(Data provided)

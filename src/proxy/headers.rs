//! Header construction, forwarding, and hop-by-hop stripping.
//!
//! [`build_forwarded_headers`] clones the inbound headers, strips
//! hop-by-hop headers, rewrites `Host` for the target, and adds proxy
//! metadata (`X-Forwarded-For`, `X-Real-IP`, `Via`, `X-Correlation-Id`).
//! [`set_body_headers`] swaps in the framing headers of a re-encoded body.

use std::sync::LazyLock;

use axum::http::header::{CONTENT_LENGTH, CONTENT_TYPE};
use axum::http::{HeaderMap, HeaderName, HeaderValue};

use crate::config::ProxyTarget;

static HOP_BY_HOP: LazyLock<Vec<HeaderName>> = LazyLock::new(|| {
    [
        "connection",
        "keep-alive",
        "transfer-encoding",
        "te",
        "trailer",
        "upgrade",
        "proxy-authorization",
        "proxy-authenticate",
    ]
    .iter()
    .filter_map(|name| name.parse::<HeaderName>().ok())
    .collect()
});

/// Strip hop-by-hop headers from an upstream response.
///
/// `content-length` is kept: the body is streamed through unchanged.
pub fn strip_hop_by_hop(headers: &mut HeaderMap) {
    for name in HOP_BY_HOP.iter() {
        headers.remove(name);
    }
}

pub fn build_forwarded_headers(
    original: &HeaderMap,
    client_ip: &str,
    target: &ProxyTarget,
    correlation_id: &str,
) -> HeaderMap {
    let mut headers = original.clone();
    strip_hop_by_hop(&mut headers);

    // The inbound body has already been read, any 100-continue was answered here.
    headers.remove("expect");

    // Rewrite Host
    if let Ok(val) = HeaderValue::from_str(&target.authority()) {
        headers.insert("host", val);
    }

    // X-Forwarded-For: append to chain
    let xff = headers
        .get("x-forwarded-for")
        .and_then(|v| v.to_str().ok())
        .map_or_else(
            || client_ip.to_string(),
            |existing| format!("{existing}, {client_ip}"),
        );
    if let Ok(val) = HeaderValue::from_str(&xff) {
        headers.insert("x-forwarded-for", val);
    }

    // X-Real-IP (first IP in chain)
    let real_ip = xff.split(',').next().unwrap_or(client_ip).trim();
    if let Ok(val) = HeaderValue::from_str(real_ip) {
        headers.insert("x-real-ip", val);
    }

    let proto = if target.url().scheme() == "https" {
        "https"
    } else {
        "http"
    };
    headers.insert("x-forwarded-proto", HeaderValue::from_static(proto));

    // X-Forwarded-Host (original Host the client targeted)
    if let Some(original_host) = original.get("host") {
        headers.insert("x-forwarded-host", original_host.clone());
    }

    headers.insert("via", HeaderValue::from_static("1.1 extraction-proxy"));

    if let Ok(val) = HeaderValue::from_str(correlation_id) {
        headers.insert("x-correlation-id", val);
    }

    headers
}

/// Replace the framing headers with those of a re-encoded body. Without a
/// length the body goes out chunked.
pub fn set_body_headers(headers: &mut HeaderMap, content_type: &str, content_length: Option<u64>) {
    headers.remove(CONTENT_LENGTH);
    match HeaderValue::from_str(content_type) {
        Ok(val) => {
            headers.insert(CONTENT_TYPE, val);
        }
        Err(e) => {
            tracing::warn!(error = %e, "unrepresentable content type, leaving it unset");
            headers.remove(CONTENT_TYPE);
        }
    }
    if let Some(length) = content_length {
        headers.insert(CONTENT_LENGTH, HeaderValue::from(length));
    }
}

(End Data provided)

**Action item:**
Make an exact copy of all the data.

**Task result:**
filename src/proxy/headers.rs
//! Header construction, forwarding, and hop-by-hop stripping.
//!
//! [`build_forwarded_headers`] clones the inbound headers, strips
//! hop-by-hop headers, rewrites `Host` for the target, and adds proxy
//! metadata (`X-Forwarded-For`, `X-Real-IP`, `Via`, `X-Correlation-Id`).
//! [`set_body_headers`] swaps in the framing headers of a re-encoded body.

use std::sync::LazyLock;

use axum::http::header::{CONTENT_LENGTH, CONTENT_TYPE};
use axum::http::{HeaderMap, HeaderName, HeaderValue};

use crate::config::ProxyTarget;

static HOP_BY_HOP: LazyLock<Vec<HeaderName>> = LazyLock::new(|| {
    [
        "connection",
        "keep-alive",
        "transfer-encoding",
        "te",
        "trailer",
        "upgrade",
        "proxy-authorization",
        "proxy-authenticate",
    ]
    .iter()
    .filter_map(|name| name.parse::<HeaderName>().ok())
    .collect()
});

/// Strip hop-by-hop headers from an upstream response.
///
/// `content-length` is kept: the body is streamed through unchanged.
pub fn strip_hop_by_hop(headers: &mut HeaderMap) {
    for name in HOP_BY_HOP.iter() {
        headers.remove(name);
    }
}

pub fn build_forwarded_headers(
    original: &HeaderMap,
    client_ip: &str,
    target: &ProxyTarget,
    correlation_id: &str,
) -> HeaderMap {
    let mut headers = original.clone();
    strip_hop_by_hop(&mut headers);

    // The inbound body has already been read, any 100-continue was answered here.
    headers.remove("expect");

    // Rewrite Host
    if let Ok(val) = HeaderValue::from_str(&target.authority()) {
        headers.insert("host", val);
    }

    // X-Forwarded-For: append to chain
    let xff = headers
        .get("x-forwarded-for")
        .and_then(|v| v.to_str().ok())
        .map_or_else(
            || client_ip.to_string(),
            |existing| format!("{existing}, {client_ip}"),
        );
    if let Ok(val) = HeaderValue::from_str(&xff) {
        headers.insert("x-forwarded-for", val);
    }

    // X-Real-IP (first IP in chain)
    let real_ip = xff.split(',').next().unwrap_or(client_ip).trim();
    if let Ok(val) = HeaderValue::from_str(real_ip) {
        headers.insert("x-real-ip", val);
    }

    let proto = if target.url().scheme() == "https" {
        "https"
    } else {
        "http"
    };
    headers.insert("x-forwarded-proto", HeaderValue::from_static(proto));

    // X-Forwarded-Host (original Host the client targeted)
    if let Some(original_host) = original.get("host") {
        headers.insert("x-forwarded-host", original_host.clone());
    }

    headers.insert("via", HeaderValue::from_static("1.1 extraction-proxy"));

    if let Ok(val) = HeaderValue::from_str(correlation_id) {
        headers.insert("x-correlation-id", val);
    }

    headers
}

/// Replace the framing headers with those of a re-encoded body. Without a
/// length the body goes out chunked.
pub fn set_body_headers(headers: &mut HeaderMap, content_type: &str, content_length: Option<u64>) {
    headers.remove(CONTENT_LENGTH);
    match HeaderValue::from_str(content_type) {
        Ok(val) => {
            headers.insert(CONTENT_TYPE, val);
        }
        Err(e) => {
            tracing::warn!(error = %e, "unrepresentable content type, leaving it unset");
            headers.remove(CONTENT_TYPE);
        }
    }
    if let Some(length) = content_length {
        headers.insert(CONTENT_LENGTH, HeaderValue::from(length));
    }
}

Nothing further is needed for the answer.